The Geometry of Heaven


Paul prays for the Ephesian church “that ye might be filled with all the fulness of God” (Eph. 3:19b). Nice sentiment, we think. Kind-hearted thought. And then we read it again: me? Tiny me, filled with all the fulness of God, who created all this vastness and multiplicity? Does Paul realize what he’s saying?

Paul generally does know what he’s saying; he chooses his words carefully. Moreover, he asks the Holy Spirit to guide his pen, because he’s speaking for God and Christ and does not want the fledgling church misled by a thoughtless word. I take this prayer as strong evidence that it is possible that I might be filled with all the fulness of God. I then stop and wonder how it could be possible – not as a temporary illusion on an LSD trip, but as an everlasting reality I might awaken to. I picture myself as an infinitesimal point by comparison to God’s endlessness – with nothing inside and everything outside. Then I catch myself: I wasn’t really thinking of a mathematical point, which has no inside, but of small things with small but positive inner content: grains of sand, periods printed on paper, neutrons. Of course those things can’t be filled with infinite content inside, but a dimensionless point can, because it has neither inside nor outside but only, if embedded in a surrounding space, “side.” The point is to lose self, have no more inside, and thereby know the Fulness. Not to worry: one remains what one always really was, the creature made in the Creator’s glorious, perhaps dimensionless, perhaps qualityless, image.

I in God, and God in me: it’s all unimaginable, I know, from the point of view of a self embodied in mortal flesh in a world of space, time and change.
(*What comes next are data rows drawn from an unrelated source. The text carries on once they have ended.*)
//! # rp-auth-simple
//!
//! Simulated implementation of `AuthProvider`, plus the session holder.
//! No credentials are ever checked: the sign-in form's pair is echoed back
//! after a fixed delay, long enough for the login screen to show its
//! spinner. The delay is the only asynchronous element in the whole
//! system; it produces no intermediate state and cannot be cancelled.

use async_trait::async_trait;
use rp_core::error::{AppError, Result};
use rp_core::models::User;
use rp_core::traits::AuthProvider;
use std::time::Duration;

/// Echoes an identity back after `delay`. One second by default, enough
/// to make the spinner visible.
pub struct SimpleAuthProvider {
    delay: Duration,
}

impl SimpleAuthProvider {
    pub fn new(delay: Duration) -> Self {
        Self { delay }
    }
}

impl Default for SimpleAuthProvider {
    fn default() -> Self {
        Self::new(Duration::from_millis(1000))
    }
}

#[async_trait]
impl AuthProvider for SimpleAuthProvider {
    /// Resolves the form input to a `User` after the simulated delay.
    ///
    /// A blank username falls back to the email local part; a blank email
    /// is rejected because nothing could be derived from it.
    async fn authenticate(&self, username: &str, email: &str) -> Result<User> {
        let email = email.trim();
        if email.is_empty() {
            return Err(AppError::ValidationError(
                "email must not be empty".into(),
            ));
        }

        let username = match username.trim() {
            "" => email.split('@').next().unwrap_or_default(),
            provided => provided,
        };
        if username.is_empty() {
            return Err(AppError::ValidationError(
                "could not derive a username from the email".into(),
            ));
        }

        tokio::time::sleep(self.delay).await;
        tracing::info!(username, "login completed");
        Ok(User {
            username: username.to_string(),
            email: email.to_string(),
        })
    }
}

/// Holds the current identity between login and logout. Every create and
/// comment is attributed to this user.
#[derive(Debug, Default)]
pub struct Session {
    user: Option<User>,
}

impl Session {
    pub fn new() -> Self {
        Self::default()
    }

    pub fn login(&mut self, user: User) {
        self.user = Some(user);
    }

    pub fn logout(&mut self) {
        self.user = None;
    }

    pub fn current(&self) -> Option<&User> {
        self.user.as_ref()
    }

    pub fn is_authenticated(&self) -> bool {
        self.user.is_some()
    }
}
Poets have sung about this mystery as they passed through mortal flesh, Lao-Tse, Parmenides, John of the Cross, all in metaphor. One of the most beautiful poems comes from the Upanishads:

Pūrnamadah, pūrnamidam,
Pūrnāt pūrnam udacyate;
Pūrnasya pūrnam ādāya,
Pūrnam evāvaśişyate.
Om. Śāntih, śāntih, śāntih.

Om. That is full; This is full.
From Fulness arises Fulness.
When Fulness is taken from Fulness,
Indeed Fulness remains.
Om. Peace; peace; peace.

A poem more familiar to readers of the Bible begins, “The Lord is my shepherd: I shall not want.” If I were filled with all the fulness of God, how could I want? It dwarfs my worry that I won’t be able to pay all my bills this month, or finish that difficult job on my desk, or live to retire with my debts paid off. God will wipe away all tears from my eyes, your eyes, and in the end all creatures’ eyes, even those that may have exiled themselves to some outer darkness where there’s wailing and gnashing of teeth.

Persuaded that this Fulness cometh not with observation, I wait to be surprised by it. As it’s nothing I can earn by my own merit or ready myself for by special exercises, I can only go on with my everyday life, but enormous gratefulness wells up in me when I think that God’s generosity is such that you and I, who feel ourselves to be deserving of so little, are to be given All That Is.
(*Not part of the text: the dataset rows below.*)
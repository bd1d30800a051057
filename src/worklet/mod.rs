//! Worklets: immutable, parameterized blueprints of graph fragments.
//!
//! A blueprint references its own tasks only by index. Instantiation (see
//! [`Manager::instantiate_worklet`](crate::engine::Manager::instantiate_worklet))
//! allocates fresh ids, binds parameters, and registers the fragment
//! all-or-nothing.

pub mod params;

use std::collections::{BTreeSet, HashSet};

use petgraph::algo::is_cyclic_directed;
use petgraph::graph::DiGraph;
use serde::{Deserialize, Serialize};

use crate::agents::AgentSpec;
use crate::core::{GroupPolicy, PortDirection, PortSpec, TaskStyle, TransformSpec};
use crate::error::{Error, Result};

pub use params::{Bindings, ParameterSpec, ParameterType};

#[derive(Debug, Clone, PartialEq, Serialize, Deserialize)]
pub struct TaskBlueprint {
    pub name: String,
    #[serde(default)]
    pub ports: Vec<PortSpec>,
    #[serde(default)]
    pub agents: Vec<AgentSpec>,
    #[serde(default)]
    pub style: Option<TaskStyle>,
    /// Present when the task is a group.
    #[serde(default)]
    pub group: Option<GroupPolicy>,
    /// Index of the containing group within the blueprint.
    #[serde(default)]
    pub parent: Option<usize>,
    /// Weight inside the parent group.
    #[serde(default)]
    pub weight: Option<f64>,
}

impl TaskBlueprint {
    pub fn new(name: &str) -> Self {
        Self {
            name: name.to_string(),
            ports: Vec::new(),
            agents: Vec::new(),
            style: None,
            group: None,
            parent: None,
            weight: None,
        }
    }

    pub fn group(name: &str, policy: GroupPolicy) -> Self {
        Self {
            group: Some(policy),
            ..Self::new(name)
        }
    }

    pub fn input(mut self, name: &str) -> Self {
        self.ports.push(PortSpec::input(name));
        self
    }

    pub fn output(mut self, name: &str) -> Self {
        self.ports.push(PortSpec::output(name));
        self
    }

    pub fn agent(mut self, agent: AgentSpec) -> Self {
        self.agents.push(agent);
        self
    }

    pub fn parent(mut self, index: usize) -> Self {
        self.parent = Some(index);
        self
    }

    pub fn weight(mut self, weight: f64) -> Self {
        self.weight = Some(weight);
        self
    }
}

/// A port on a blueprint task.
#[derive(Debug, Clone, PartialEq, Eq, Hash, Serialize, Deserialize)]
pub struct PortRef {
    pub task: usize,
    pub port: String,
}

impl PortRef {
    pub fn new(task: usize, port: &str) -> Self {
        Self {
            task,
            port: port.to_string(),
        }
    }
}

fn enabled_by_default() -> bool {
    true
}

#[derive(Debug, Clone, PartialEq, Serialize, Deserialize)]
pub struct AdaptorBlueprint {
    pub source: PortRef,
    pub target: PortRef,
    #[serde(default)]
    pub transform: TransformSpec,
    #[serde(default = "enabled_by_default")]
    pub enabled: bool,
}

impl AdaptorBlueprint {
    pub fn new(source: PortRef, target: PortRef) -> Self {
        Self {
            source,
            target,
            transform: TransformSpec::identity(),
            enabled: true,
        }
    }

    pub fn with_transform(mut self, transform: TransformSpec) -> Self {
        self.transform = transform;
        self
    }
}

#[derive(Debug, Clone, PartialEq, Default, Serialize, Deserialize)]
pub struct Blueprint {
    #[serde(default)]
    pub parameters: Vec<ParameterSpec>,
    pub tasks: Vec<TaskBlueprint>,
    #[serde(default)]
    pub adaptors: Vec<AdaptorBlueprint>,
}

impl Blueprint {
    /// Check that the blueprint is closed and internally consistent.
    ///
    /// Adaptor endpoints must name ports listed in the task blueprint
    /// itself, not ports an agent would add.
    pub fn validate(&self) -> Result<()> {
        let invalid = |msg: String| Err(Error::InvalidBlueprint(msg));

        if self.tasks.is_empty() {
            return invalid("blueprint has no tasks".to_string());
        }

        let mut names = HashSet::new();
        for p in &self.parameters {
            if !params::is_valid_name(&p.name) {
                return invalid(format!("invalid parameter name '{}'", p.name));
            }
            if !names.insert(p.name.as_str()) {
                return invalid(format!("duplicate parameter '{}'", p.name));
            }
            if let Some(default) = &p.default {
                if !p.ty.accepts(default) {
                    return invalid(format!("default of parameter '{}' has the wrong type", p.name));
                }
            }
        }

        let mut containment = DiGraph::<usize, ()>::new();
        let nodes: Vec<_> = (0..self.tasks.len()).map(|i| containment.add_node(i)).collect();
        for (i, task) in self.tasks.iter().enumerate() {
            let mut ports = HashSet::new();
            for port in &task.ports {
                if !ports.insert(port.name.as_str()) {
                    return invalid(format!("task {} declares port '{}' twice", i, port.name));
                }
            }
            if let Some(parent) = task.parent {
                let Some(p) = self.tasks.get(parent) else {
                    return invalid(format!("task {} has parent {} outside the blueprint", i, parent));
                };
                if p.group.is_none() {
                    return invalid(format!("parent {} of task {} is not a group", parent, i));
                }
                containment.add_edge(nodes[parent], nodes[i], ());
            }
            if let Some(policy) = &task.group {
                if let Err(reason) = policy.check() {
                    return invalid(format!("task {}: {}", i, reason));
                }
            }
            if let Some(w) = task.weight {
                if !w.is_finite() || w < 0.0 {
                    return invalid(format!("task {} has invalid weight {}", i, w));
                }
            }
        }
        if is_cyclic_directed(&containment) {
            return invalid("group containment is cyclic".to_string());
        }

        let mut fed = HashSet::new();
        for (i, adaptor) in self.adaptors.iter().enumerate() {
            self.check_port(i, &adaptor.source, PortDirection::Output)?;
            self.check_port(i, &adaptor.target, PortDirection::Input)?;
            if !fed.insert(&adaptor.target) {
                return invalid(format!(
                    "adaptor {} feeds task {} port '{}', which is already fed",
                    i, adaptor.target.task, adaptor.target.port
                ));
            }
        }

        for slot in self.slots() {
            if !names.contains(slot.as_str()) {
                return invalid(format!("slot '${{{}}}' is not a declared parameter", slot));
            }
        }
        Ok(())
    }

    fn check_port(&self, adaptor: usize, port: &PortRef, direction: PortDirection) -> Result<()> {
        let task = self.tasks.get(port.task).ok_or_else(|| {
            Error::InvalidBlueprint(format!(
                "adaptor {} references task {} outside the blueprint",
                adaptor, port.task
            ))
        })?;
        match task.ports.iter().find(|p| p.name == port.port) {
            Some(p) if p.direction == direction => Ok(()),
            Some(_) => Err(Error::InvalidBlueprint(format!(
                "adaptor {}: port '{}' on task {} is not an {} port",
                adaptor, port.port, port.task, direction
            ))),
            None => Err(Error::InvalidBlueprint(format!(
                "adaptor {}: task {} has no port '{}'",
                adaptor, port.task, port.port
            ))),
        }
    }

    /// Every slot referenced by task names and agent/transform configs.
    pub fn slots(&self) -> BTreeSet<String> {
        let mut out = BTreeSet::new();
        for task in &self.tasks {
            out.extend(params::slots_in(&task.name).map(str::to_string));
            for agent in &task.agents {
                params::collect_slots(&agent.config, &mut out);
            }
        }
        for adaptor in &self.adaptors {
            params::collect_slots(&adaptor.transform.config, &mut out);
        }
        out
    }

    /// Indices of tasks with no parent inside the blueprint.
    pub fn top_level(&self) -> Vec<usize> {
        self.tasks
            .iter()
            .enumerate()
            .filter(|(_, t)| t.parent.is_none())
            .map(|(i, _)| i)
            .collect()
    }
}

#[derive(Debug, Clone, PartialEq, Serialize, Deserialize)]
pub struct Worklet {
    pub name: String,
    #[serde(default)]
    pub description: String,
    pub blueprint: Blueprint,
}

impl Worklet {
    /// Build a worklet, validating its blueprint.
    pub fn new(name: &str, description: &str, blueprint: Blueprint) -> Result<Self> {
        if name.trim().is_empty() {
            return Err(Error::InvalidBlueprint("worklet name is empty".to_string()));
        }
        blueprint.validate()?;
        Ok(Self {
            name: name.to_string(),
            description: description.to_string(),
            blueprint,
        })
    }
}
One Response to “The Geometry of Heaven”

  1. Paul Hamell Says:

    I am really enjoying this post, which I have read over several times. The fulness of God does not come to us suddenly, like a thief in the night, but gradually, over time, sort of like stretching a shoe to fit. He comes to us and stretches us until we are so big we think we must tear (both words with that spelling work here) then recedes, without departing, then stretches us again, departing less with each enlargement. Finally, we see that nothing that we contain, other than God, is of any benefit,and we start discarding to make more room.